Leur père, Aimé Jules, marié à Léonie Françoise DEVICK, est mort en mer en 1888, il était pêcheur d’Islande.

Léonie s’est donc retrouvée seule pour élever ses enfants alors âgés entre 4 ans et 15 ans.

Le frère de Henri Gustave Cornil, prénommé Léon Désiré Charles, a eu un fils, Léon Désiré, avec sa femme Jeanne Rosalie BULTHE.

Léon Désiré est né le 8 juillet 1899 à Dunkerque. Il était donc le neveu de mon arrière-grand-père.

Léon Désiré a été le principal acteur d’un drame survenu le 15 octobre 1929 à Dunkerque, sur le quai de la cale des pêcheurs.

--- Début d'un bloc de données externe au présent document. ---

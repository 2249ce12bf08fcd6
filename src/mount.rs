//! Mount lifecycle: attaching a backend to a directory node, and
//! deciding when it is safe to detach one.
//!
//! A mount is busy if it has open file handles, open directory streams,
//! or live sub-mounts under it. `unmount` on a busy mount does not fail
//! outright — it flips `unmountPending` and waits for the busy counters
//! to drain; the path resolver treats an unmount-pending mount as "no
//! mount" so dispatched operations below it no longer cross into the
//! backend.

use crate::backend::Backend;
use crate::inode::ROOT_ID;
use std::collections::HashMap;
use std::sync::atomic::{AtomicBool, AtomicI64, Ordering};
use std::sync::Arc;

use parking_lot::RwLock;

/// Bookkeeping attached to a mounted directory node.
///
/// Embedded in the owning `InodeEntry` as an `Arc` so the mount registry
/// and the inode table observe the same counters.
pub struct MountRecord {
    backend: Arc<dyn Backend>,
    unmount_pending: AtomicBool,
    open_files: AtomicI64,
    open_dirs: AtomicI64,
    sub_mounts: AtomicI64,
}

impl MountRecord {
    fn new(backend: Arc<dyn Backend>) -> Self {
        Self {
            backend,
            unmount_pending: AtomicBool::new(false),
            open_files: AtomicI64::new(0),
            open_dirs: AtomicI64::new(0),
            sub_mounts: AtomicI64::new(0),
        }
    }

    pub fn backend(&self) -> &Arc<dyn Backend> {
        &self.backend
    }

    pub fn unmount_pending(&self) -> bool {
        self.unmount_pending.load(Ordering::SeqCst)
    }

    pub fn is_busy(&self) -> bool {
        self.open_files.load(Ordering::SeqCst) > 0
            || self.open_dirs.load(Ordering::SeqCst) > 0
            || self.sub_mounts.load(Ordering::SeqCst) > 0
    }

    pub fn open_file(&self) {
        self.open_files.fetch_add(1, Ordering::SeqCst);
    }

    /// Decrements the open-file counter; tolerates going from zero, since
    /// a release can race an unmount that already observed the mount as
    /// drained.
    pub fn close_file(&self) {
        self.open_files.fetch_sub(1, Ordering::SeqCst);
    }

    pub fn open_dir(&self) {
        self.open_dirs.fetch_add(1, Ordering::SeqCst);
    }

    pub fn close_dir(&self) {
        self.open_dirs.fetch_sub(1, Ordering::SeqCst);
    }

    fn add_sub_mount(&self) {
        self.sub_mounts.fetch_add(1, Ordering::SeqCst);
    }

    fn remove_sub_mount(&self) {
        self.sub_mounts.fetch_sub(1, Ordering::SeqCst);
    }
}

/// Errors specific to mount/unmount requests.
#[derive(Debug, Clone, Copy, PartialEq, Eq, thiserror::Error)]
pub enum MountError {
    #[error("a mount is already attached at this node")]
    AlreadyMounted,
    #[error("no mount is attached at this node")]
    NotMounted,
    #[error("the root mount cannot be unmounted")]
    RootMount,
    #[error("mount point has cached children or outstanding opens")]
    Busy,
}

/// Registry of every attached mount, keyed by the `NodeId` of its mount
/// point. Root (`NodeId` 1) is bootstrapped at construction and can never
/// be unmounted.
pub struct MountManager {
    mounts: RwLock<HashMap<u64, Arc<MountRecord>>>,
}

impl MountManager {
    pub fn new(root_backend: Arc<dyn Backend>) -> Self {
        let mut mounts = HashMap::new();
        mounts.insert(ROOT_ID, Arc::new(MountRecord::new(root_backend)));
        Self {
            mounts: RwLock::new(mounts),
        }
    }

    /// Attaches `backend` at `node_id`. Fails if something is already
    /// mounted there. On success, bumps the parent mount's sub-mount
    /// counter (found by walking to the nearest ancestor mount via
    /// `parent_node_id`, which callers already know from the path
    /// resolver).
    pub fn mount(
        &self,
        node_id: u64,
        parent_mount_id: Option<u64>,
        backend: Arc<dyn Backend>,
    ) -> Result<Arc<MountRecord>, MountError> {
        let mut mounts = self.mounts.write();
        if mounts.contains_key(&node_id) {
            return Err(MountError::AlreadyMounted);
        }
        let record = Arc::new(MountRecord::new(backend));
        mounts.insert(node_id, Arc::clone(&record));
        if let Some(parent_id) = parent_mount_id {
            if let Some(parent) = mounts.get(&parent_id) {
                parent.add_sub_mount();
            }
        }
        Ok(record)
    }

    /// Requests unmount of the mount at `node_id`.
    ///
    /// `entry_ref_count` is the mount point `InodeEntry`'s own `refCount`
    /// (live cached children), supplied by the caller since the manager
    /// has no view into the inode table. Two independent conditions
    /// apply, per the design doc:
    ///
    /// - `openFiles + openDirs + subMounts > 0` (the mount's own busy
    ///   counters) is a hard failure: `EBusy`, nothing is changed.
    /// - Otherwise, if the mount point still has cached children
    ///   (`entry_ref_count > 0`), the unmount is accepted but deferred:
    ///   `unmountPending` is set, `backend.unmount()` runs now, and
    ///   `Ok(false)` is returned — the caller (dispatcher) retries the
    ///   removal via `finish_pending_unmount` once those children drain.
    /// - If neither condition holds, the mount is detached immediately
    ///   and `Ok(true)` is returned.
    pub fn unmount(
        &self,
        node_id: u64,
        parent_mount_id: Option<u64>,
        entry_ref_count: i64,
    ) -> Result<bool, MountError> {
        if node_id == ROOT_ID {
            return Err(MountError::RootMount);
        }
        let mut mounts = self.mounts.write();
        let Some(record) = mounts.get(&node_id) else {
            return Err(MountError::NotMounted);
        };
        if record.is_busy() {
            return Err(MountError::Busy);
        }
        if entry_ref_count > 0 {
            record.unmount_pending.store(true, Ordering::SeqCst);
            record.backend.unmount();
            return Ok(false);
        }
        record.backend.unmount();
        mounts.remove(&node_id);
        if let Some(parent_id) = parent_mount_id {
            if let Some(parent) = mounts.get(&parent_id) {
                parent.remove_sub_mount();
            }
        }
        Ok(true)
    }

    /// Called after a busy counter drops or a cached child drains for a
    /// mount that has `unmountPending` set; finishes the removal that
    /// `unmount` deferred.
    ///
    /// `entry_ref_count` is, as in `unmount`, the mount point's own
    /// `InodeEntry::refCount` at the time of the call — the mount cannot
    /// actually be collected while cached children still reference it,
    /// even once its busy counters (open handles, sub-mounts) are clear.
    pub fn finish_pending_unmount(
        &self,
        node_id: u64,
        parent_mount_id: Option<u64>,
        entry_ref_count: i64,
    ) -> bool {
        let mut mounts = self.mounts.write();
        let Some(record) = mounts.get(&node_id) else {
            return false;
        };
        if !record.unmount_pending() || record.is_busy() || entry_ref_count > 0 {
            return false;
        }
        record.backend.unmount();
        mounts.remove(&node_id);
        if let Some(parent_id) = parent_mount_id {
            if let Some(parent) = mounts.get(&parent_id) {
                parent.remove_sub_mount();
            }
        }
        true
    }

    pub fn get(&self, node_id: u64) -> Option<Arc<MountRecord>> {
        self.mounts.read().get(&node_id).cloned()
    }

    pub fn is_mounted(&self, node_id: u64) -> bool {
        self.mounts.read().contains_key(&node_id)
    }

    pub fn mount_count(&self) -> usize {
        self.mounts.read().len()
    }
}

#[cfg(test)]
mod tests {
    use super::*;
    use crate::backend::{Attr, DirStream, FileHandle, MountContext};
    use crate::error::Status;

    struct NullBackend;

    impl Backend for NullBackend {
        fn mount(&self, _ctx: &MountContext) -> Result<(), Status> {
            Ok(())
        }
        fn unmount(&self) {}
        fn get_attr(&self, _path: &str) -> Result<Attr, Status> {
            Err(Status::ENoSys)
        }
        fn chmod(&self, _path: &str, _mode: u32) -> Result<(), Status> {
            Err(Status::ENoSys)
        }
        fn chown(&self, _path: &str, _uid: Option<u32>, _gid: Option<u32>) -> Result<(), Status> {
            Err(Status::ENoSys)
        }
        fn truncate(&self, _path: &str, _size: u64) -> Result<(), Status> {
            Err(Status::ENoSys)
        }
        fn utimens(
            &self,
            _path: &str,
            _atime_ns: Option<i64>,
            _mtime_ns: Option<i64>,
        ) -> Result<(), Status> {
            Err(Status::ENoSys)
        }
        fn readlink(&self, _path: &str) -> Result<String, Status> {
            Err(Status::ENoSys)
        }
        fn access(&self, _path: &str, _mask: i32) -> Result<(), Status> {
            Ok(())
        }
        fn open(&self, _path: &str, _flags: i32) -> Result<Box<dyn FileHandle>, Status> {
            Err(Status::ENoSys)
        }
        fn open_dir(&self, _path: &str) -> Result<Box<dyn DirStream>, Status> {
            Err(Status::ENoSys)
        }
        fn create(
            &self,
            _path: &str,
            _flags: i32,
            _mode: u32,
        ) -> Result<(Box<dyn FileHandle>, Attr), Status> {
            Err(Status::ENoSys)
        }
        fn mknod(&self, _path: &str, _mode: u32, _rdev: u32) -> Result<(), Status> {
            Err(Status::ENoSys)
        }
        fn mkdir(&self, _path: &str, _mode: u32) -> Result<(), Status> {
            Err(Status::ENoSys)
        }
        fn unlink(&self, _path: &str) -> Result<(), Status> {
            Err(Status::ENoSys)
        }
        fn rmdir(&self, _path: &str) -> Result<(), Status> {
            Err(Status::ENoSys)
        }
        fn symlink(&self, _target: &str, _link_path: &str) -> Result<(), Status> {
            Err(Status::ENoSys)
        }
        fn rename(&self, _old: &str, _new: &str) -> Result<(), Status> {
            Err(Status::ENoSys)
        }
        fn link(&self, _old_path: &str, _new_path: &str) -> Result<(), Status> {
            Err(Status::ENoSys)
        }
    }

    fn null() -> Arc<dyn Backend> {
        Arc::new(NullBackend)
    }

    #[test]
    fn root_is_bootstrapped_and_cannot_be_unmounted() {
        let manager = MountManager::new(null());
        assert!(manager.is_mounted(ROOT_ID));
        assert_eq!(manager.unmount(ROOT_ID, None, 0), Err(MountError::RootMount));
    }

    #[test]
    fn mount_then_unmount_idle_removes_immediately() {
        let manager = MountManager::new(null());
        manager.mount(42, Some(ROOT_ID), null()).unwrap();
        assert!(manager.is_mounted(42));
        assert_eq!(manager.unmount(42, Some(ROOT_ID), 0), Ok(true));
        assert!(!manager.is_mounted(42));
    }

    #[test]
    fn double_mount_at_same_node_fails() {
        let manager = MountManager::new(null());
        manager.mount(42, Some(ROOT_ID), null()).unwrap();
        assert_eq!(
            manager.mount(42, Some(ROOT_ID), null()).unwrap_err(),
            MountError::AlreadyMounted
        );
    }

    #[test]
    fn open_handles_hard_fail_unmount() {
        let manager = MountManager::new(null());
        manager.mount(42, Some(ROOT_ID), null()).unwrap();
        let record = manager.get(42).unwrap();
        record.open_file();

        assert_eq!(manager.unmount(42, Some(ROOT_ID), 0), Err(MountError::Busy));
        assert!(manager.is_mounted(42), "still mounted, unmount outright refused");
        assert!(!record.unmount_pending());
    }

    #[test]
    fn cached_children_defer_unmount_until_drained() {
        let manager = MountManager::new(null());
        manager.mount(42, Some(ROOT_ID), null()).unwrap();
        let record = manager.get(42).unwrap();

        assert_eq!(manager.unmount(42, Some(ROOT_ID), 1), Ok(false));
        assert!(manager.is_mounted(42), "still mounted while children remain cached");
        assert!(record.unmount_pending());

        // A cached child is still outstanding: finishing must not collect
        // the mount yet, even though no busy counters are set.
        assert!(!manager.finish_pending_unmount(42, Some(ROOT_ID), 1));
        assert!(manager.is_mounted(42), "still mounted until the cached child drains");

        // The child has since been forgotten and refCount reached zero.
        assert!(manager.finish_pending_unmount(42, Some(ROOT_ID), 0));
        assert!(!manager.is_mounted(42));
    }

    #[test]
    fn unmount_of_unknown_node_fails() {
        let manager = MountManager::new(null());
        assert_eq!(manager.unmount(99, None, 0), Err(MountError::NotMounted));
    }
}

Le drame de la cale des pêcheurs
Le drame de la cale des pêcheurs

Lors d’une rixe, après provocation, Léon Désiré a sorti son couteau et donner un coup qui est arrivé dans le bas-ventre de son adversaire, qui n’était autre que son patron. Malheureusement le coup fut mortel.

La presse : « le Grand écho du Nord de la France » relate les faits

Le drame de la cale des pêcheurs
Les circonstances du meutre
Le meurtrier et la victime

Léon regrette son geste

Flandrinck, d’une nature assez frustre à la mine souffreteuse, les yeux rougis par les larmes, pleure, sanglote et se cache la tête dans les mains, surtout quand le président lui rappelle qu’il fut un bon époux.

Il regrette l’acte qu’il accomplit dans un mouvement de colère, surexcité par la boisson.

On peut lire dans la presse « L’Egalité » de Roubaix : 17 janvier 1930

Jugement

Le jugement de l’affaire fut rendu le 16 janvier 1930, après le défilé des témoins et les réquisitoires des avocats.

Acquittement de Léon Flandrinck
Acquittement de Léon Flandrinck lors du drame de la Cale des pêcheurs

Léon Désiré a bénéficié d’une justice clémente.

Le père de Léon Désiré, Léon Désiré Charles, avait déjà été condamné lors de son service militaire, pour coups et blessures volontaires. Ces condamnations avaient été amnistiées par la loi du 24 octobre 1919.

Loi du 24 octobre 1919 :

Faits de droit commun réprimés par le Code pénal d’alors et amnistiés en vertu de l’article 1er de la loi du 24 octobre 1919.
– Art. 309, §. 1 et 2 ; art. 311, §. 1 : Blessures et coups volontaires non qualifiés de meurtre

Quand la presse vous donne une photo d’un ancêtre, cela permet de mieux comprendre le contexte.